(Stored data)
====
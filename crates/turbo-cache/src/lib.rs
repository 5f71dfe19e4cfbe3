//! Durable key-value slots for TurboCommerce client state.
//!
//! Provides the [`KvStore`] capability that state containers (such as the
//! shopping cart) mirror themselves into, plus the stores that implement it:
//!
//! - [`MemoryStore`] keeps slots in process memory (tests, ephemeral sessions)
//! - [`FileStore`] keeps one file per slot in a directory
//! - [`UnavailableStore`] models a medium that cannot be reached
//!
//! # Example
//!
//! ```rust
//! use turbo_cache::{cache_key, KvStore, MemoryStore};
//!
//! let store = MemoryStore::new();
//! let key = cache_key!("storefront", "cart");
//!
//! store.set(&key, r#"[{"productId":1}]"#)?;
//! assert!(store.exists(&key)?);
//!
//! store.delete(&key)?;
//! assert_eq!(store.get(&key)?, None);
//! # Ok::<(), turbo_cache::CacheError>(())
//! ```

mod error;
mod file;
mod kv;
mod memory;

pub use error::CacheError;
pub use file::FileStore;
pub use kv::KvStore;
pub use memory::{MemoryStore, UnavailableStore};

/// Prelude for convenient imports.
pub mod prelude {
    pub use crate::{CacheError, FileStore, KvStore, MemoryStore, UnavailableStore};
}
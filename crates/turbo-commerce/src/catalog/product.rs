//! Product descriptors as supplied by the catalog.

use crate::ids::ProductId;
use serde::{Deserialize, Serialize};

/// A product as listed by the catalog.
///
/// Matches the storefront product feed (`id`, `title`, `price`, `image`,
/// `category`, `description`); cart-record spellings (`productId`,
/// `unitPrice`) are accepted as aliases.
#[derive(Debug, Clone, Serialize, Deserialize, PartialEq)]
pub struct ProductDescriptor {
    /// Unique product identifier.
    #[serde(alias = "productId")]
    pub id: ProductId,
    /// Product title.
    pub title: String,
    /// Unit price in major currency units (e.g., dollars).
    #[serde(alias = "unitPrice")]
    pub price: f64,
    /// Image URL.
    #[serde(default)]
    pub image: String,
    /// Category name.
    #[serde(default)]
    pub category: String,
    /// Long description.
    #[serde(default)]
    pub description: String,
}

impl ProductDescriptor {
    /// Create a descriptor with the fields the cart needs.
    pub fn new(
        id: impl Into<ProductId>,
        title: impl Into<String>,
        price: f64,
        image: impl Into<String>,
    ) -> Self {
        Self {
            id: id.into(),
            title: title.into(),
            price,
            image: image.into(),
            category: String::new(),
            description: String::new(),
        }
    }

    /// Set the category.
    pub fn with_category(mut self, category: impl Into<String>) -> Self {
        self.category = category.into();
        self
    }

    /// Set the description.
    pub fn with_description(mut self, description: impl Into<String>) -> Self {
        self.description = description.into();
        self
    }
}
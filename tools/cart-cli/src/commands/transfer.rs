//! Import and export of cart records.

use anyhow::{Context as _, Result};
use turbo_commerce::prelude::*;

use super::{ExportArgs, ImportArgs};
use crate::context::Context;
use crate::output::pluralize_items;

/// Replace the cart with the lines in a JSON file and save it.
pub fn import(args: ImportArgs, ctx: &Context) -> Result<()> {
    let path = ctx.resolve_path(&args.file);
    let raw = std::fs::read_to_string(&path)
        .with_context(|| format!("Failed to read {}", path.display()))?;
    let items = parse_cart_snapshot(&raw)
        .with_context(|| format!("Failed to import {}", path.display()))?;

    let mut cart = ctx.open_cart()?;
    cart.set_all(items);
    if !cart.persist() {
        anyhow::bail!("Imported cart could not be saved to {}", cart.slot());
    }

    ctx.output.success(&format!(
        "Imported {} ({} lines)",
        pluralize_items(cart.unit_count()),
        cart.line_count()
    ));
    Ok(())
}

/// Write the cart record to stdout or a file.
pub fn export(args: ExportArgs, ctx: &Context) -> Result<()> {
    let cart = ctx.open_cart()?;
    let raw = encode_cart_snapshot(cart.items())?;

    match args.output {
        Some(file) => {
            let path = ctx.resolve_path(&file);
            std::fs::write(&path, &raw)
                .with_context(|| format!("Failed to write {}", path.display()))?;
            ctx.output
                .success(&format!("Exported cart to {}", path.display()));
        }
        None => println!("{}", raw),
    }
    Ok(())
}
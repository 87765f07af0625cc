//! Error types and diagnostics
//!
//! This module provides error handling and diagnostic reporting
//! for the API reference builder.

use std::path::PathBuf;
use thiserror::Error;

/// Result type for mikedoc operations
pub type DocResult<T> = Result<T, DocError>;

/// Main error type for mikedoc
#[derive(Debug, Error)]
pub enum DocError {
    /// IO error
    #[error("IO error: {0}")]
    Io(#[from] std::io::Error),

    /// Configuration error (empty or unresolvable package path, bad config file)
    #[error("Configuration error: {0}")]
    Config(String),

    /// A discovered source unit could not be loaded
    #[error("Failed to load module {module} ({file}): {message}")]
    ModuleLoad {
        module: String,
        file: PathBuf,
        message: String,
    },

    /// Symbol table (de)serialization error
    #[error("Serialization error: {0}")]
    Serialization(#[from] serde_json::Error),

    /// Config file format error
    #[error("Config format error: {0}")]
    ConfigFormat(#[from] toml::de::Error),

    /// Template registration or rendering error
    #[error("Template error: {0}")]
    Template(String),

    /// Directory traversal error
    #[error("Walk error: {0}")]
    Walk(#[from] walkdir::Error),

    /// File not found
    #[error("File not found: {0}")]
    FileNotFound(PathBuf),

    /// Generic error with message
    #[error("{0}")]
    Other(String),
}

impl DocError {
    /// Create a config error
    pub fn config(message: impl Into<String>) -> Self {
        DocError::Config(message.into())
    }

    /// Create a module load error
    pub fn module_load(
        module: impl Into<String>,
        file: impl Into<PathBuf>,
        message: impl Into<String>,
    ) -> Self {
        DocError::ModuleLoad {
            module: module.into(),
            file: file.into(),
            message: message.into(),
        }
    }

    /// Create a generic error
    pub fn other(message: impl Into<String>) -> Self {
        DocError::Other(message.into())
    }

    /// Whether the error was raised before any module got processed
    pub fn is_config(&self) -> bool {
        matches!(self, DocError::Config(_) | DocError::ConfigFormat(_))
    }
}

impl From<handlebars::TemplateError> for DocError {
    fn from(err: handlebars::TemplateError) -> Self {
        DocError::Template(err.to_string())
    }
}

impl From<handlebars::RenderError> for DocError {
    fn from(err: handlebars::RenderError) -> Self {
        DocError::Template(err.to_string())
    }
}

/// Diagnostic severity level
#[derive(Debug, Clone, Copy, PartialEq, Eq, Hash)]
pub enum DiagnosticSeverity {
    /// Warning - the build continues
    Warning,
    /// Info - informational message
    Info,
}

impl DiagnosticSeverity {
    /// Get display string
    pub fn display(&self) -> &'static str {
        match self {
            DiagnosticSeverity::Warning => "warning",
            DiagnosticSeverity::Info => "info",
        }
    }
}

/// A non-fatal finding collected while building the model
#[derive(Debug, Clone, PartialEq, Eq)]
pub struct Diagnostic {
    /// Severity level
    pub severity: DiagnosticSeverity,
    /// Message
    pub message: String,
    /// Dotted name of the module the finding belongs to
    pub module: Option<String>,
}

impl Diagnostic {
    /// Create a new diagnostic
    pub fn new(severity: DiagnosticSeverity, message: impl Into<String>) -> Self {
        Self {
            severity,
            message: message.into(),
            module: None,
        }
    }

    /// Create a warning diagnostic
    pub fn warning(message: impl Into<String>) -> Self {
        Self::new(DiagnosticSeverity::Warning, message)
    }

    /// Create an info diagnostic
    pub fn info(message: impl Into<String>) -> Self {
        Self::new(DiagnosticSeverity::Info, message)
    }

    /// Attach the module
    pub fn in_module(mut self, module: impl Into<String>) -> Self {
        self.module = Some(module.into());
        self
    }

    pub fn is_warning(&self) -> bool {
        self.severity == DiagnosticSeverity::Warning
    }

    /// Format the diagnostic for display
    pub fn format(&self) -> String {
        match &self.module {
            Some(module) => format!("{}: {}: {}", module, self.severity.display(), self.message),
            None => format!("{}: {}", self.severity.display(), self.message),
        }
    }
}

/// Collector for diagnostics during a build
#[derive(Debug, Default)]
pub struct DiagnosticsCollector {
    diagnostics: Vec<Diagnostic>,
}

impl DiagnosticsCollector {
    /// Create a new collector
    pub fn new() -> Self {
        Self::default()
    }

    /// Add a diagnostic
    pub fn add(&mut self, diagnostic: Diagnostic) {
        self.diagnostics.push(diagnostic);
    }

    /// Add a warning
    pub fn warning(&mut self, message: impl Into<String>) {
        self.add(Diagnostic::warning(message));
    }

    /// Add an info message
    pub fn info(&mut self, message: impl Into<String>) {
        self.add(Diagnostic::info(message));
    }

    /// Get all diagnostics
    pub fn diagnostics(&self) -> &[Diagnostic] {
        &self.diagnostics
    }

    /// Get warning count
    pub fn warning_count(&self) -> usize {
        self.diagnostics
            .iter()
            .filter(|d| d.severity == DiagnosticSeverity::Warning)
            .count()
    }

    /// Take the collected diagnostics, leaving the collector empty
    pub fn take(&mut self) -> Vec<Diagnostic> {
        std::mem::take(&mut self.diagnostics)
    }
}
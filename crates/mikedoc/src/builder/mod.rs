//! Builder API for mikedoc
//!
//! This module provides the programmatic entry point for generating an API
//! reference: configure a [`DocBuilder`], then call [`DocBuilder::build`].

mod doc_builder;

pub use doc_builder::{BuildOutput, DocBuilder, DEFAULT_SYMBOLS_FILE};
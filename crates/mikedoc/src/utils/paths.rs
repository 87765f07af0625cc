//! Project path handling
//!
//! Relative paths in the configuration (`pkg_dir`, `api_dir`) always use `/`
//! as separator, whatever the platform.

use crate::diagnostics::{DocError, DocResult};
use std::path::{Path, PathBuf};

/// Split a slash-separated relative path into its non-empty parts.
///
/// # Examples
///
/// ```
/// use mikedoc::utils::paths::split_relative_path;
///
/// assert_eq!(split_relative_path("./src/my_pkg/"), vec!["src", "my_pkg"]);
/// assert!(split_relative_path("").is_empty());
/// ```
pub fn split_relative_path(path: &str) -> Vec<&str> {
    let path = path.trim_matches('/');
    let path = path.strip_prefix("./").unwrap_or(path);
    path.split('/')
        .filter(|part| !part.is_empty() && *part != ".")
        .collect()
}

/// Join a slash-separated relative path onto `root`
pub fn build_absolute_path(root: &Path, relative: &str) -> PathBuf {
    let mut path = root.to_path_buf();
    for part in split_relative_path(relative) {
        path.push(part);
    }
    path
}

/// Directory to register on the module search path so that the package is
/// importable: the parent of the package directory.
pub fn mount_path(root: &Path, pkg_dir: &str) -> DocResult<PathBuf> {
    let parts = split_relative_path(pkg_dir);
    match parts.len() {
        0 => Err(DocError::config("pkg_dir shouldn't be empty")),
        1 => Ok(root.to_path_buf()),
        n => {
            let mut path = root.to_path_buf();
            path.extend(&parts[..n - 1]);
            Ok(path)
        }
    }
}

/// Dotted module name of a source file living under the package directory.
///
/// The package directory name is the first component:
/// `<root>/src/pkg/sub/mod.py` with `pkg_dir = "src/pkg"` gives `pkg.sub.mod`.
/// Returns `None` when the file is outside the package.
pub fn build_module_name(root: &Path, pkg_dir: &str, file: &Path) -> Option<String> {
    let package = build_absolute_path(root, pkg_dir);
    let relative = file.strip_prefix(&package).ok()?;
    let package_name = package.file_name()?.to_str()?;

    let mut parts = vec![package_name.to_string()];
    let components: Vec<_> = relative
        .components()
        .filter_map(|c| c.as_os_str().to_str())
        .collect();
    let (last, dirs) = components.split_last()?;
    parts.extend(dirs.iter().map(|d| d.to_string()));
    let stem = Path::new(last).file_stem()?.to_str()?;
    parts.push(stem.to_string());

    Some(parts.join("."))
}

/// Url of a page inside the API directory.
///
/// Without a module the url points at the API home page.
pub fn build_api_url(api_dir: &str, module_name: Option<&str>, basename: &str) -> String {
    let api_dir = api_dir.trim_matches(|c| c == '.' || c == '/');
    match module_name {
        Some(module) => format!(
            "/{}/modules/{}/{}",
            api_dir,
            module.replace('.', "/"),
            basename
        ),
        None => format!("/{}/{}", api_dir, basename),
    }
}

/// Url of the source file a module was loaded from
pub fn build_src_url(pkg_dir: &str, module_name: &str) -> String {
    let pkg_dir = pkg_dir.trim_matches(|c| c == '.' || c == '/');
    let module_path = module_name
        .split('.')
        .skip(1)
        .collect::<Vec<_>>()
        .join("/");
    format!("/{}/{}.py", pkg_dir, module_path)
}

/// Last component of the package directory: the top-level package name
pub fn package_name(pkg_dir: &str) -> Option<&str> {
    split_relative_path(pkg_dir).last().copied()
}

#[cfg(test)]
mod tests {
    use super::*;

    #[test]
    fn test_split_relative_path() {
        assert_eq!(split_relative_path("my_package"), vec!["my_package"]);
        assert_eq!(split_relative_path("/src/my_package/"), vec!["src", "my_package"]);
        assert_eq!(split_relative_path("./docs/api"), vec!["docs", "api"]);
        assert!(split_relative_path("/").is_empty());
    }

    #[test]
    fn test_mount_path() {
        let root = Path::new("/project");
        assert_eq!(mount_path(root, "pkg").unwrap(), PathBuf::from("/project"));
        assert_eq!(
            mount_path(root, "src/pkg").unwrap(),
            PathBuf::from("/project/src")
        );
        assert!(mount_path(root, "").unwrap_err().is_config());
    }

    #[test]
    fn test_build_module_name() {
        let root = Path::new("/project");
        assert_eq!(
            build_module_name(
                root,
                "src/my_project",
                Path::new("/project/src/my_project/package1/module1.py")
            ),
            Some("my_project.package1.module1".to_string())
        );
        assert_eq!(
            build_module_name(
                root,
                "src/my_project",
                Path::new("/project/src/my_project/__init__.py")
            ),
            Some("my_project.__init__".to_string())
        );
        assert_eq!(
            build_module_name(root, "src/my_project", Path::new("/elsewhere/x.py")),
            None
        );
    }

    #[test]
    fn test_build_api_url() {
        assert_eq!(build_api_url("docs/api", None, "README.md"), "/docs/api/README.md");
        assert_eq!(
            build_api_url("./docs/api/", Some("pkg.sub.mod"), "funcs.md"),
            "/docs/api/modules/pkg/sub/mod/funcs.md"
        );
    }

    #[test]
    fn test_build_src_url() {
        assert_eq!(
            build_src_url("src/my_project", "my_project.package1.module1"),
            "/src/my_project/package1/module1.py"
        );
        assert_eq!(
            build_src_url("my_project", "my_project.__init__"),
            "/my_project/__init__.py"
        );
    }

    #[test]
    fn test_package_name() {
        assert_eq!(package_name("src/my_project"), Some("my_project"));
        assert_eq!(package_name(""), None);
    }
}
====
» **EXERCISE GOAL**
Wherever the string "Debug" occurs in the data, copy the line that holds it.

» **SOLUTION FOR THIS TASK**
#[derive(Debug, Clone, Serialize, Deserialize, PartialEq)]
#[derive(Debug, Error)]
#[derive(Debug, Clone, Copy, PartialEq, Eq, Hash)]
#[derive(Debug, Clone, PartialEq, Eq)]
#[derive(Debug, Default)]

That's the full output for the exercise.